- [EXERCISE DETAILS]: After locating the line that contains "negative for clockwise." in the data below, set down exactly that line and each one after it through the line that contains "let mut cy = 0.0;", and nothing more.

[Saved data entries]
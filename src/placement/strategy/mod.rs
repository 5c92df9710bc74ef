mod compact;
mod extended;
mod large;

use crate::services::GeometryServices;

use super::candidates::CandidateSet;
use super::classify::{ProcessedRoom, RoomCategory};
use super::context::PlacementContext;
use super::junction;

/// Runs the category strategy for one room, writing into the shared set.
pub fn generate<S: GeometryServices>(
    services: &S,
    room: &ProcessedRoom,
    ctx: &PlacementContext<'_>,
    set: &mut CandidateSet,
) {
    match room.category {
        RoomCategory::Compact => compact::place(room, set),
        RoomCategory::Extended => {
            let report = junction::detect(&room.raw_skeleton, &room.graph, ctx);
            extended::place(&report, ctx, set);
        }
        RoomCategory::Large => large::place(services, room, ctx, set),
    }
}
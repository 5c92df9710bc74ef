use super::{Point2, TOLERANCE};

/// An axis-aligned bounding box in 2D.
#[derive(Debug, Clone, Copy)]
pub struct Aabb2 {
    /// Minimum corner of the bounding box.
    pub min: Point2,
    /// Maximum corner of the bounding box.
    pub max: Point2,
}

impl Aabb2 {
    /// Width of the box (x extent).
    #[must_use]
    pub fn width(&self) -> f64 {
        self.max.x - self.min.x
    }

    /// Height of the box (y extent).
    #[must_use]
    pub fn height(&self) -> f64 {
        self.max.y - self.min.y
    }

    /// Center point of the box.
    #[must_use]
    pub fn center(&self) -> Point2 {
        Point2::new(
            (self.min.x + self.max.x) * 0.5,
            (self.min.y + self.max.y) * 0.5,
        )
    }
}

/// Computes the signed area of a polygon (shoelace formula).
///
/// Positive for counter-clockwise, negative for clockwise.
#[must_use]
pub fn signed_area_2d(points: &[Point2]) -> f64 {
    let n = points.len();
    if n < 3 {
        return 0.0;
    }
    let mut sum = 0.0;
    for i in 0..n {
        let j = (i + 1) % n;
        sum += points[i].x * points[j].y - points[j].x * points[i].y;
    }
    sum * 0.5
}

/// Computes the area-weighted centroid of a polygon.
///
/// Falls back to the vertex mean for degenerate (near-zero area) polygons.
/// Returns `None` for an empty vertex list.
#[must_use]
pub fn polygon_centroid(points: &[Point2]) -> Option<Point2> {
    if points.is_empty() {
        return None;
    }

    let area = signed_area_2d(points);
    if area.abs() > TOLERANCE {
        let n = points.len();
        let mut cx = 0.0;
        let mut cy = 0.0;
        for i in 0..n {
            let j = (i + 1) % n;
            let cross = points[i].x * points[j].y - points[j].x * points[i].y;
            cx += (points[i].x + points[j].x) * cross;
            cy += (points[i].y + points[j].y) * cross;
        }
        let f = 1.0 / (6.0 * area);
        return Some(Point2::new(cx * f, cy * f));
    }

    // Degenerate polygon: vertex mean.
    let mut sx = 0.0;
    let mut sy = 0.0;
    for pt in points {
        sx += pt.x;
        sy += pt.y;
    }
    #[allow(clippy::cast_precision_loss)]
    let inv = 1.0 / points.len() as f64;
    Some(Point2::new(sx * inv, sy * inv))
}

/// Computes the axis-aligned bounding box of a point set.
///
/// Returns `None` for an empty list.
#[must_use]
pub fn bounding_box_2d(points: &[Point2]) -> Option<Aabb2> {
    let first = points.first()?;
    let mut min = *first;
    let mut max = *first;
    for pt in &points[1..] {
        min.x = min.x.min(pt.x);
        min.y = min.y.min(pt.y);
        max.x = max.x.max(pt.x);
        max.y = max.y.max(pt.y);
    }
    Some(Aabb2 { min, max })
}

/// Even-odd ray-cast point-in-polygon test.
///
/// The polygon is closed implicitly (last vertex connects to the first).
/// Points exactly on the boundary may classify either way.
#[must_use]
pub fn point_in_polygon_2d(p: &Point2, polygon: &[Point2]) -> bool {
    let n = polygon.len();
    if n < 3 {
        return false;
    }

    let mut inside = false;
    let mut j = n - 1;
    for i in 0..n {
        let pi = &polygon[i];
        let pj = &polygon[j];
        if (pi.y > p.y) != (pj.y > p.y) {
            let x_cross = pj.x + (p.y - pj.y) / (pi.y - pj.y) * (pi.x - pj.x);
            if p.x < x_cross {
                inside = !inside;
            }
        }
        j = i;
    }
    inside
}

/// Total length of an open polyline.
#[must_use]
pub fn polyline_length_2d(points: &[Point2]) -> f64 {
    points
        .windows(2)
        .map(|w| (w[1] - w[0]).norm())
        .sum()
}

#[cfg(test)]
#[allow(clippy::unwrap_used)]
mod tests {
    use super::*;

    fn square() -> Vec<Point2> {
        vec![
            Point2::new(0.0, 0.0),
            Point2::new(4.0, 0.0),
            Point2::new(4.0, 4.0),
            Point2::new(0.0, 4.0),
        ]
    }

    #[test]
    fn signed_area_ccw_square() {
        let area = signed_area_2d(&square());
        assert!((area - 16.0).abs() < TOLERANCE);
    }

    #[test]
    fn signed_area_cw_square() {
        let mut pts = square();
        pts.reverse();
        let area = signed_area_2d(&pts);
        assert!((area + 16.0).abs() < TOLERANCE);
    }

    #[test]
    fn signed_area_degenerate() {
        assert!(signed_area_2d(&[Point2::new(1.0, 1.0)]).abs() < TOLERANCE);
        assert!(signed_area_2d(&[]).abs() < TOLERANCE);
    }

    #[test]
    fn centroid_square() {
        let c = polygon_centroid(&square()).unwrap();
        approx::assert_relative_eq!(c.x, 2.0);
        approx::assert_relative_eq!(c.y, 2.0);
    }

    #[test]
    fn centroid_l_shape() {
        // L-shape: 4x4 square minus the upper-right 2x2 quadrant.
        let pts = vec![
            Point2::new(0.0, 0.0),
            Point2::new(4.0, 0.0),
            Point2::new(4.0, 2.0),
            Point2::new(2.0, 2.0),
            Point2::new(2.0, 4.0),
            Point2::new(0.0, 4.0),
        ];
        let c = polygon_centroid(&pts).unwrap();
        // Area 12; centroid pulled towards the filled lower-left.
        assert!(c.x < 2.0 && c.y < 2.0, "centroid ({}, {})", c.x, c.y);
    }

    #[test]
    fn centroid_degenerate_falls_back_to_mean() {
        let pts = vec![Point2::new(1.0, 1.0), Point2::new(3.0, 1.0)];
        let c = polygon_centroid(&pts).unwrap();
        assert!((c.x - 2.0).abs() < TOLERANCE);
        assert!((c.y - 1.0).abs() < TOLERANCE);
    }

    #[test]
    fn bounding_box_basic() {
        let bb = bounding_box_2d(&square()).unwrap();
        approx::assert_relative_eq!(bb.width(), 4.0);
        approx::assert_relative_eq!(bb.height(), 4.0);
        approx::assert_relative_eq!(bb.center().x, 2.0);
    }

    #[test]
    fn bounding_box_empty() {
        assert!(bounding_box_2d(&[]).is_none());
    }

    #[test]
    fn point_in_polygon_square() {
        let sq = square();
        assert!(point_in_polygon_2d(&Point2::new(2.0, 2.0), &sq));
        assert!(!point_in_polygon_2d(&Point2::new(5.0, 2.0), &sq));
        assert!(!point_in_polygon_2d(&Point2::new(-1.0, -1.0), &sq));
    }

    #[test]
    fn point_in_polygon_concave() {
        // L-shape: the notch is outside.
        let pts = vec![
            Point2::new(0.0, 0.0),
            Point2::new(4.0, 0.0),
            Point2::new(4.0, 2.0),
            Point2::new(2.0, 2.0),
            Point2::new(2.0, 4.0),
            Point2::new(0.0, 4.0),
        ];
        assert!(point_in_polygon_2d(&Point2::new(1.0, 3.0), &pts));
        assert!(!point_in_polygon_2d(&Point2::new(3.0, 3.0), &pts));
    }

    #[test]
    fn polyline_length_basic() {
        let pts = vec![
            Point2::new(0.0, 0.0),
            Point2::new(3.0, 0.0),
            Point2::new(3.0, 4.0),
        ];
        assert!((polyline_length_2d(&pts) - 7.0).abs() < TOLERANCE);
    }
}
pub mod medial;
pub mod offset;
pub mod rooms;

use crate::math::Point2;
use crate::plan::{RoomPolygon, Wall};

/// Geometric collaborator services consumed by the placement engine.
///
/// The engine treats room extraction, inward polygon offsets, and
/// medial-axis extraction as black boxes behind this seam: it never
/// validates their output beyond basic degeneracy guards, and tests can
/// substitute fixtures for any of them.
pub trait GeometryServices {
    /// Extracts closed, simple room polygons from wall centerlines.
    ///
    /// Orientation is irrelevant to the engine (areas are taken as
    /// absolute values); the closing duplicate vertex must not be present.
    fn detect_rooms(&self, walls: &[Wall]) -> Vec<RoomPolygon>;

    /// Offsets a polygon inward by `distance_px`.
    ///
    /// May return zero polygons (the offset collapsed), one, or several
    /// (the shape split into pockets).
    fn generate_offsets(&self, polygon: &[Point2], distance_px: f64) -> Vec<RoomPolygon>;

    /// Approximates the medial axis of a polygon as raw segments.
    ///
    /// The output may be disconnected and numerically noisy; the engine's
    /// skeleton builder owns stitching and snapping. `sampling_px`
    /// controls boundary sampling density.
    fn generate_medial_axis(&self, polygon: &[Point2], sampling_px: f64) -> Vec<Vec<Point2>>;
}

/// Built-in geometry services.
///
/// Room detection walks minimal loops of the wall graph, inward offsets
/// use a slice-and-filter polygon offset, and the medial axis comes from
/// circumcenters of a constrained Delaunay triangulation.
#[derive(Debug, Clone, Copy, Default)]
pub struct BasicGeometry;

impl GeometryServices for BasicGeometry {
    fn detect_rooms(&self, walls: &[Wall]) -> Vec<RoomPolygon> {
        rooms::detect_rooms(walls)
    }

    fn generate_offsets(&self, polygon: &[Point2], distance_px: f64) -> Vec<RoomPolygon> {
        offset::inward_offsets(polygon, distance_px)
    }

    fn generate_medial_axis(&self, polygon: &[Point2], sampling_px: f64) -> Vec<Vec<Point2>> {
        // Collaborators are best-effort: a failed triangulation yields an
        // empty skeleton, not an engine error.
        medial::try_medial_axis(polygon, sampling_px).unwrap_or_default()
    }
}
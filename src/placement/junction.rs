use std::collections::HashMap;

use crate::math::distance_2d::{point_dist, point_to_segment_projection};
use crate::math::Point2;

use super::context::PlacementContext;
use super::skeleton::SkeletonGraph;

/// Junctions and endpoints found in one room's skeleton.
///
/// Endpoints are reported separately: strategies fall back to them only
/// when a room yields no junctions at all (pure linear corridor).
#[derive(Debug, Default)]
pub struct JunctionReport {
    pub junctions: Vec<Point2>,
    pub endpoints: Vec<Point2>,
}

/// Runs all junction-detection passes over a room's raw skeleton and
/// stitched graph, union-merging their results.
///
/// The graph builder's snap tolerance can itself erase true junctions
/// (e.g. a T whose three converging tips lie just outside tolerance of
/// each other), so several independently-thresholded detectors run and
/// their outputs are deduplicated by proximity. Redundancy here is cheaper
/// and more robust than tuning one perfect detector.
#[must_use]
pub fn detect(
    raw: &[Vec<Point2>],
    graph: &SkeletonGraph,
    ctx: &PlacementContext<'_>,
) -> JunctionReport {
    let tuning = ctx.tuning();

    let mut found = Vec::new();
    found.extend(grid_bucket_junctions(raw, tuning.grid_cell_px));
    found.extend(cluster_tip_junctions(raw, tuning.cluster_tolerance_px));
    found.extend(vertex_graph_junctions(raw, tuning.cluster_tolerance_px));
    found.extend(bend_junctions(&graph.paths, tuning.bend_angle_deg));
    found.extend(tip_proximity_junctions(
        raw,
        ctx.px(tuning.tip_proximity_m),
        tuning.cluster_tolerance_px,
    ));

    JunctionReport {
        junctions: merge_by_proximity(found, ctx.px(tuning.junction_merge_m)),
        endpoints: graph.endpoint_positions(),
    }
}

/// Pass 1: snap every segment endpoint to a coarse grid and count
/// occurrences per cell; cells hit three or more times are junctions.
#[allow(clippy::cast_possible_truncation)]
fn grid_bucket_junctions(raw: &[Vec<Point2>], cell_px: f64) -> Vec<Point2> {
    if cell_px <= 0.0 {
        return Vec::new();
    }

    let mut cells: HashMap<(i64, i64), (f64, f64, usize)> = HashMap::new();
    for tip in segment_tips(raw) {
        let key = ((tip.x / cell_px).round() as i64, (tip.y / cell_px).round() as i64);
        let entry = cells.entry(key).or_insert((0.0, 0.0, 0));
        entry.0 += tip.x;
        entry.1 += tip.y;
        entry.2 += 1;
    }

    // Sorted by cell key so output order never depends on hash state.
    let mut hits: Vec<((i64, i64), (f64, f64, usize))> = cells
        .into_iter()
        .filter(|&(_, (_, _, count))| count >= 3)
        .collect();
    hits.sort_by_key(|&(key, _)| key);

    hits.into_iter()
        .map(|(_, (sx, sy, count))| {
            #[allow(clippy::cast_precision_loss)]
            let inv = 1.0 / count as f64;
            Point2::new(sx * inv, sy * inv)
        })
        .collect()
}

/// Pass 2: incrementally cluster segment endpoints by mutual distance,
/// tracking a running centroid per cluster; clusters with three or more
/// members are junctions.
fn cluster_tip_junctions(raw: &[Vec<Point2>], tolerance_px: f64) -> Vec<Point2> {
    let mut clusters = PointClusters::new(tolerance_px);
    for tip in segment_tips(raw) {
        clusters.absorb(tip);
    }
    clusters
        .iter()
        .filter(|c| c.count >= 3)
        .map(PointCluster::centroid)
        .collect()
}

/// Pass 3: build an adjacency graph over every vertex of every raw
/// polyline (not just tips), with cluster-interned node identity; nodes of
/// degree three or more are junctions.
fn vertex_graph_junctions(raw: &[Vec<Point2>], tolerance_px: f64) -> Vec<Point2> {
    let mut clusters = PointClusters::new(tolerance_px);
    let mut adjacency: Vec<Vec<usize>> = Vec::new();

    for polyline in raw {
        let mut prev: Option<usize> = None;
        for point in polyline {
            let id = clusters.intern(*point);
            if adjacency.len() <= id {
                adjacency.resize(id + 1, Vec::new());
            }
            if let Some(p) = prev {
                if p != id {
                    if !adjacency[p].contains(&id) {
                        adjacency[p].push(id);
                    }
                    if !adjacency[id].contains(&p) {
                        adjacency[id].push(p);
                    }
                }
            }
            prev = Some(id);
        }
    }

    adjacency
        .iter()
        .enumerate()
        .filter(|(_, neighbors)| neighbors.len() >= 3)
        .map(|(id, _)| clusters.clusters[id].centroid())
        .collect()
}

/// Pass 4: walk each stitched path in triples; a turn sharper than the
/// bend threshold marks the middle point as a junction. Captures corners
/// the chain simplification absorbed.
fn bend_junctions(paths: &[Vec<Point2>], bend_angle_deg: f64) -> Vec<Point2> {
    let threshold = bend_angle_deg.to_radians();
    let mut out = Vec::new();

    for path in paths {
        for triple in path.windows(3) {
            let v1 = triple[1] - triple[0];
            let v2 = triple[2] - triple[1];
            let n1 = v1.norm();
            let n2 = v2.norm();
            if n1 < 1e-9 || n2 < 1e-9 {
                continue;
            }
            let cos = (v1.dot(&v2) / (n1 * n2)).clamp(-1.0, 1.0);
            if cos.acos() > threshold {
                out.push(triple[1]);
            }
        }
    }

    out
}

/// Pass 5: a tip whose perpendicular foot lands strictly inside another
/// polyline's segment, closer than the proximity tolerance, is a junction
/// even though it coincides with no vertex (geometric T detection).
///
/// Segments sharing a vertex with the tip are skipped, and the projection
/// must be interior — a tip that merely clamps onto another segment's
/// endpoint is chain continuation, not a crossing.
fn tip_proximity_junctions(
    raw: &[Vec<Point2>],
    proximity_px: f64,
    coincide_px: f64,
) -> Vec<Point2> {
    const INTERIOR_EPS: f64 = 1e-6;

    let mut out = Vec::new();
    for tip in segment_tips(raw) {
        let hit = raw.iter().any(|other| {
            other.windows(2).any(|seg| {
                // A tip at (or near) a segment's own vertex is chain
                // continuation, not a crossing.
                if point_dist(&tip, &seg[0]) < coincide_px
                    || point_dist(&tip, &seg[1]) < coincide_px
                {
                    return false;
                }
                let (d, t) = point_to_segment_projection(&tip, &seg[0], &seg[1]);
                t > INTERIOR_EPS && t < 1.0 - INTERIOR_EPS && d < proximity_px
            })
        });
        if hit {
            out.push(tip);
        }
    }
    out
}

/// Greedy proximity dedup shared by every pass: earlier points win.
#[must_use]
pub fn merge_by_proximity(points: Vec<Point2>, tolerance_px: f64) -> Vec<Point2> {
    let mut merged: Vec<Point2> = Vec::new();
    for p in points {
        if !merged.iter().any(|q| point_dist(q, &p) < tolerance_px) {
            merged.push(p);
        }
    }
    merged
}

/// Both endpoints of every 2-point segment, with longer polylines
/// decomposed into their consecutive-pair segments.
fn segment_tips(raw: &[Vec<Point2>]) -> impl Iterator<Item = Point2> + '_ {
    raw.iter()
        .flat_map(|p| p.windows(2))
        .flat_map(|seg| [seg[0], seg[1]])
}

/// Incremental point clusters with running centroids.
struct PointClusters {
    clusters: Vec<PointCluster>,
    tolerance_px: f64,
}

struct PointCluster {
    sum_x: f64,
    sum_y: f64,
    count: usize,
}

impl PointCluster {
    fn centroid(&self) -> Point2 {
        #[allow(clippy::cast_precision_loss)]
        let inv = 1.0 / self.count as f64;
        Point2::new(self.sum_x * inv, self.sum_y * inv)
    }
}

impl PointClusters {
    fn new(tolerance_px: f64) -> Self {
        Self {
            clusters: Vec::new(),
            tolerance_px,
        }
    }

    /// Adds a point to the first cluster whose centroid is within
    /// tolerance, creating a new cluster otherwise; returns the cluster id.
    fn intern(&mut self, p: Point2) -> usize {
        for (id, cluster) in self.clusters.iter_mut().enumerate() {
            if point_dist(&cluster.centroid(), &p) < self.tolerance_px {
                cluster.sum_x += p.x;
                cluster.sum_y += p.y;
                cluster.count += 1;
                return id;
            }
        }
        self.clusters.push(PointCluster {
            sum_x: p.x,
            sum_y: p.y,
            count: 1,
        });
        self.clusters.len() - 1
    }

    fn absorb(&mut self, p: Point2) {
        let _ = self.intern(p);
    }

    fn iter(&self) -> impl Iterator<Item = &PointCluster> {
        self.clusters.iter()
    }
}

- [RESPONSE]:
/// Positive for counter-clockwise, negative for clockwise.
#[must_use]
pub fn signed_area_2d(points: &[Point2]) -> f64 {
    let n = points.len();
    if n < 3 {
        return 0.0;
    }
    let mut sum = 0.0;
    for i in 0..n {
        let j = (i + 1) % n;
        sum += points[i].x * points[j].y - points[j].x * points[i].y;
    }
    sum * 0.5
}

/// Computes the area-weighted centroid of a polygon.
///
/// Falls back to the vertex mean for degenerate (near-zero area) polygons.
/// Returns `None` for an empty vertex list.
#[must_use]
pub fn polygon_centroid(points: &[Point2]) -> Option<Point2> {
    if points.is_empty() {
        return None;
    }

    let area = signed_area_2d(points);
    if area.abs() > TOLERANCE {
        let n = points.len();
        let mut cx = 0.0;
        let mut cy = 0.0;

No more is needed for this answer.